## Materials provided
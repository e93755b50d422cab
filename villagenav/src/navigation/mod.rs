//! Destination selection, routing and arrival.
//!
//! # Usage
//!
//! ```ignore
//! use villagenav::navigation::{DestinationId, Navigator};
//!
//! let navigator = Navigator::new(lookup, resolver, 10.0);
//! navigator.set_destination(&DestinationId::new("3", "12")).await?;
//! let route = navigator.start(session.current_estimate().unwrap().coordinate()).await?;
//!
//! while let Ok(estimate) = updates.recv().await {
//!     if navigator.check_arrival(&estimate)? == ArrivalStatus::JustArrived {
//!         println!("You have arrived");
//!     }
//! }
//! ```

mod arrival;
mod destination;
mod navigator;

pub use arrival::{
    ArrivalDetector, ArrivalStatus, NavigationSession, DEFAULT_ARRIVAL_THRESHOLD_METERS,
};
pub use destination::{
    Destination, DestinationId, DestinationLookup, DestinationSource, LookupError,
    RestDestinationLookup, StaticDestinationTable,
};
pub use navigator::{NavigationError, NavigationSnapshot, Navigator};
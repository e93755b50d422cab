//! Navigation session coordinator.
//!
//! The [`Navigator`] holds the selected destination, the current route and
//! the arrival latch. It does not track position itself: callers pass the
//! current estimate in, which keeps it usable with a live
//! [`TrackingSession`](crate::position::TrackingSession) or with recorded
//! data.
//!
//! # Route lifecycle
//!
//! The route is computed once when navigation starts and only recomputed on
//! an explicit [`reroute`](Navigator::reroute). A new request supersedes the
//! pending one: the older request returns [`RoutingError::Superseded`] and
//! its result is never stored. Selecting a new destination or stopping also
//! supersedes anything pending.

use parking_lot::Mutex;
use serde::Serialize;
use thiserror::Error;
use tokio_util::sync::CancellationToken;

use super::arrival::{ArrivalDetector, ArrivalStatus, NavigationSession};
use super::destination::{Destination, DestinationId, DestinationLookup, LookupError};
use crate::geo::Coordinate;
use crate::http::AsyncHttpClient;
use crate::position::SmoothedEstimate;
use crate::routing::{Route, RouteResolver, RoutingError};

/// Errors from navigation operations.
#[derive(Debug, Error)]
pub enum NavigationError {
    #[error(transparent)]
    Lookup(#[from] LookupError),

    #[error(transparent)]
    Routing(#[from] RoutingError),

    #[error("No destination selected")]
    NoDestination,
}

/// Plain-data view of navigation state for rendering.
#[derive(Debug, Clone, PartialEq, Serialize)]
pub struct NavigationSnapshot {
    pub position: Option<SmoothedEstimate>,
    pub destination: Option<Destination>,
    pub route: Option<Route>,
    pub session: NavigationSession,
    pub route_pending: bool,
}

struct NavigatorState {
    destination: Option<Destination>,
    route: Option<Route>,
    arrival: ArrivalDetector,
    /// Bumped whenever a pending route request becomes obsolete.
    generation: u64,
    pending: Option<CancellationToken>,
}

impl NavigatorState {
    fn supersede_pending(&mut self) {
        self.generation += 1;
        if let Some(token) = self.pending.take() {
            token.cancel();
        }
    }
}

/// Marks a route request as pending for as long as it lives.
///
/// Dropping it clears the marker unless a newer request took over, so a
/// caller that abandons `start`/`reroute` mid-flight does not leave the
/// navigator looking busy.
struct PendingRequest<'a> {
    state: &'a Mutex<NavigatorState>,
    generation: u64,
}

impl Drop for PendingRequest<'_> {
    fn drop(&mut self) {
        let mut state = self.state.lock();
        if state.generation == self.generation {
            state.pending = None;
        }
    }
}

/// Destination selection, routing and arrival for one user.
pub struct Navigator<L: DestinationLookup, C: AsyncHttpClient> {
    lookup: L,
    resolver: RouteResolver<C>,
    state: Mutex<NavigatorState>,
}

impl<L: DestinationLookup, C: AsyncHttpClient> Navigator<L, C> {
    pub fn new(lookup: L, resolver: RouteResolver<C>, arrival_threshold_meters: f64) -> Self {
        Self {
            lookup,
            resolver,
            state: Mutex::new(NavigatorState {
                destination: None,
                route: None,
                arrival: ArrivalDetector::new(arrival_threshold_meters),
                generation: 0,
                pending: None,
            }),
        }
    }

    /// Look up and select a destination.
    ///
    /// On success the previous route is discarded, any pending route request
    /// is superseded and the arrival latch is cleared. On failure the current
    /// selection is left untouched.
    pub async fn set_destination(
        &self,
        id: &DestinationId,
    ) -> Result<Destination, NavigationError> {
        let destination = match self.lookup.lookup(id).await {
            Ok(destination) => destination,
            Err(e) => {
                tracing::warn!(
                    block = %id.block,
                    lot = %id.lot,
                    error = %e,
                    "Destination lookup failed"
                );
                return Err(e.into());
            }
        };

        self.select(destination.clone());
        Ok(destination)
    }

    /// Select a destination that is already known, without a lookup.
    ///
    /// Same effect on state as a successful
    /// [`set_destination`](Self::set_destination).
    pub fn select(&self, destination: Destination) {
        tracing::info!(
            block = %destination.id.block,
            lot = %destination.id.lot,
            coordinates = %destination.coordinates,
            "Destination selected"
        );

        let mut state = self.state.lock();
        state.supersede_pending();
        state.route = None;
        state.destination = Some(destination);
        state.arrival.begin();
    }

    /// Start navigating from `from`: resolve the route to the destination.
    pub async fn start(&self, from: Coordinate) -> Result<Route, NavigationError> {
        self.compute_route(from).await
    }

    /// Recompute the route from a new start point.
    pub async fn reroute(&self, from: Coordinate) -> Result<Route, NavigationError> {
        tracing::debug!(from = %from, "Rerouting");
        self.compute_route(from).await
    }

    async fn compute_route(&self, from: Coordinate) -> Result<Route, NavigationError> {
        let (token, generation, to) = {
            let mut state = self.state.lock();
            let to = state
                .destination
                .as_ref()
                .map(|d| d.coordinates)
                .ok_or(NavigationError::NoDestination)?;
            state.supersede_pending();
            let token = CancellationToken::new();
            state.pending = Some(token.clone());
            (token, state.generation, to)
        };

        let pending = PendingRequest {
            state: &self.state,
            generation,
        };

        let result = tokio::select! {
            biased;
            _ = token.cancelled() => Err(RoutingError::Superseded),
            route = self.resolver.resolve_route(from, to) => route,
        };
        // Released before relocking below
        drop(pending);

        let mut state = self.state.lock();
        if state.generation != generation {
            tracing::debug!("Discarding superseded route result");
            return Err(RoutingError::Superseded.into());
        }

        let route = result?;
        state.route = Some(route.clone());
        Ok(route)
    }

    /// Check arrival against the selected destination.
    pub fn check_arrival(
        &self,
        estimate: &SmoothedEstimate,
    ) -> Result<ArrivalStatus, NavigationError> {
        let mut state = self.state.lock();
        let NavigatorState {
            destination,
            arrival,
            ..
        } = &mut *state;
        let destination = destination.as_ref().ok_or(NavigationError::NoDestination)?;
        Ok(arrival.check(estimate, destination))
    }

    /// Stop navigating: supersede pending work, discard the route and the
    /// destination.
    pub fn stop(&self) {
        let mut state = self.state.lock();
        state.supersede_pending();
        state.route = None;
        state.destination = None;
        state.arrival.end();
        tracing::info!("Navigation stopped");
    }

    pub fn destination(&self) -> Option<Destination> {
        self.state.lock().destination.clone()
    }

    pub fn route(&self) -> Option<Route> {
        self.state.lock().route.clone()
    }

    /// Plain-data view combining navigation state with a position estimate.
    pub fn snapshot(&self, position: Option<SmoothedEstimate>) -> NavigationSnapshot {
        let state = self.state.lock();
        NavigationSnapshot {
            position,
            destination: state.destination.clone(),
            route: state.route.clone(),
            session: state.arrival.session(),
            route_pending: state.pending.is_some(),
        }
    }
}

## Task to complete
Up to and including the line with "# Route lifecycle", transcribe the entries above exactly, starting from their first line.

## Worked solution
repository e93755b50d422cab
filename villagenav/src/navigation/mod.rs
//! Destination selection, routing and arrival.
//!
//! # Usage
//!
//! ```ignore
//! use villagenav::navigation::{DestinationId, Navigator};
//!
//! let navigator = Navigator::new(lookup, resolver, 10.0);
//! navigator.set_destination(&DestinationId::new("3", "12")).await?;
//! let route = navigator.start(session.current_estimate().unwrap().coordinate()).await?;
//!
//! while let Ok(estimate) = updates.recv().await {
//!     if navigator.check_arrival(&estimate)? == ArrivalStatus::JustArrived {
//!         println!("You have arrived");
//!     }
//! }
//! ```

mod arrival;
mod destination;
mod navigator;

pub use arrival::{
    ArrivalDetector, ArrivalStatus, NavigationSession, DEFAULT_ARRIVAL_THRESHOLD_METERS,
};
pub use destination::{
    Destination, DestinationId, DestinationLookup, DestinationSource, LookupError,
    RestDestinationLookup, StaticDestinationTable,
};
pub use navigator::{NavigationError, NavigationSnapshot, Navigator};
repository e93755b50d422cab
//! Navigation session coordinator.
//!
//! The [`Navigator`] holds the selected destination, the current route and
//! the arrival latch. It does not track position itself: callers pass the
//! current estimate in, which keeps it usable with a live
//! [`TrackingSession`](crate::position::TrackingSession) or with recorded
//! data.
//!
//! # Route lifecycle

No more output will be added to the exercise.